Being an educator can be a detached career, sometimes we forget what it is like to be in the trenches and get dirty. I am true believer of proving that I am not above doing something that I ask of my team. Well today was a battle day and I was going in. At 2:45pm the 34 advisers of the ASNE Reynolds Institute anxiously entered the First Amendment Forum armed with notepads, pens, digital cameras and some a voice recorder.
ASNE Reynolds Institute Director Steve Elliott took the stage to introduce our speaker who we were to pellet with questions. The guest speaker, 44 year veteran of the Washington Post, Supervising Editor during Watergate and 25 time recipient of the Pulitzer award, Leonard Downey Jr.

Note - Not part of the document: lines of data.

//! Representations of the errors raised while talking to the docker daemon
//! and preparing the NarratoAI container

use hyper::{self, http, StatusCode};
use serde_json::Error as SerdeError;
use std::{error::Error as StdError, fmt, io::Error as IoError, string::FromUtf8Error};

pub type Result<T> = std::result::Result<T, Error>;

#[derive(Debug)]
pub enum Error {
    SerdeJsonError(SerdeError),
    Hyper(hyper::Error),
    Http(http::Error),
    IO(IoError),
    Encoding(FromUtf8Error),
    Config(toml::de::Error),
    #[cfg(feature = "tls")]
    Tls(openssl::error::ErrorStack),
    InvalidResponse(String),
    Fault { code: StatusCode, message: String },
    /// An error reported inside a streamed daemon response, e.g. a failed build step
    Stream(String),
    InvalidArgument(String),
    UnsupportedScheme(String),
    MissingAuthority,
}

impl Error {
    /// The daemon answered `404 Not Found`, e.g. "no such container"
    pub fn is_not_found(&self) -> bool {
        matches!(self, Error::Fault { code, .. } if *code == StatusCode::NOT_FOUND)
    }

    /// The daemon answered `304 Not Modified`, e.g. stopping a stopped container
    pub fn is_not_modified(&self) -> bool {
        matches!(self, Error::Fault { code, .. } if *code == StatusCode::NOT_MODIFIED)
    }
}

impl From<SerdeError> for Error {
    fn from(error: SerdeError) -> Error {
        Error::SerdeJsonError(error)
    }
}

impl From<hyper::Error> for Error {
    fn from(error: hyper::Error) -> Error {
        Error::Hyper(error)
    }
}

impl From<http::Error> for Error {
    fn from(error: http::Error) -> Error {
        Error::Http(error)
    }
}

impl From<IoError> for Error {
    fn from(error: IoError) -> Error {
        Error::IO(error)
    }
}

impl From<FromUtf8Error> for Error {
    fn from(error: FromUtf8Error) -> Error {
        Error::Encoding(error)
    }
}

impl From<toml::de::Error> for Error {
    fn from(error: toml::de::Error) -> Error {
        Error::Config(error)
    }
}

#[cfg(feature = "tls")]
impl From<openssl::error::ErrorStack> for Error {
    fn from(error: openssl::error::ErrorStack) -> Error {
        Error::Tls(error)
    }
}

impl fmt::Display for Error {
    fn fmt(
        &self,
        f: &mut fmt::Formatter,
    ) -> fmt::Result {
        match self {
            Error::SerdeJsonError(ref err) => err.fmt(f),
            Error::Http(ref err) => err.fmt(f),
            Error::Hyper(ref err) => err.fmt(f),
            Error::IO(ref err) => err.fmt(f),
            Error::Encoding(ref err) => err.fmt(f),
            Error::Config(ref err) => write!(f, "invalid configuration: {}", err),
            #[cfg(feature = "tls")]
            Error::Tls(ref err) => write!(f, "tls setup failed: {}", err),
            Error::InvalidResponse(ref cause) => {
                write!(f, "Response doesn't have the expected format: {}", cause)
            }
            Error::Fault { code, message } => write!(f, "{}: {}", code, message),
            Error::Stream(ref message) => write!(f, "daemon reported: {}", message),
            Error::InvalidArgument(ref message) => write!(f, "{}", message),
            Error::UnsupportedScheme(ref scheme) => write!(f, "Unsupported scheme: {}", scheme),
            Error::MissingAuthority => write!(f, "Docker host is missing an authority part"),
        }
    }
}

impl StdError for Error {
    fn source(&self) -> Option<&(dyn StdError + 'static)> {
        match self {
            Error::SerdeJsonError(ref err) => Some(err),
            Error::Http(ref err) => Some(err),
            Error::Hyper(ref err) => Some(err),
            Error::IO(ref err) => Some(err),
            Error::Encoding(ref err) => Some(err),
            Error::Config(ref err) => Some(err),
            #[cfg(feature = "tls")]
            Error::Tls(ref err) => Some(err),
            _ => None,
        }
    }
}

#[cfg(test)]
mod tests {
    use super::*;

    #[test]
    fn classifies_daemon_faults() {
        let missing = Error::Fault {
            code: StatusCode::NOT_FOUND,
            message: "No such container: narratoai".into(),
        };
        assert!(missing.is_not_found());
        assert!(!missing.is_not_modified());

        let stopped = Error::Fault {
            code: StatusCode::NOT_MODIFIED,
            message: "container already stopped".into(),
        };
        assert!(stopped.is_not_modified());
        assert!(!Error::MissingAuthority.is_not_found());
    }

    #[test]
    fn displays_fault_message() {
        let err = Error::Fault {
            code: StatusCode::CONFLICT,
            message: "name already in use".into(),
        };
        assert_eq!(
            err.to_string(),
            "409 Conflict: name already in use"
        );
    }
}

Yeah this was going to be an easy task. Okay reporting plan who, what, where, when, why and how. After a brief introduction and a few warm up questions it was the advisers turn. The microphone was passed around, as we eagerly asked our questions ranging from journalism advisers role to accountability of media outlets. Each of the advisers feverishly took notes hoping to remember what he or she had scratched down in such a hurry. In between questions we each took turns jockeying for positions and angles of photos of Downey and then back to the notepad.
At the conclusion of the question and answer session, part two of the battle plan was announced. Much like George C. Scott in Patton, Elliott instructed the advisers we had two hours to construct an article on the interview that consisted of 350-450 words and edited photos.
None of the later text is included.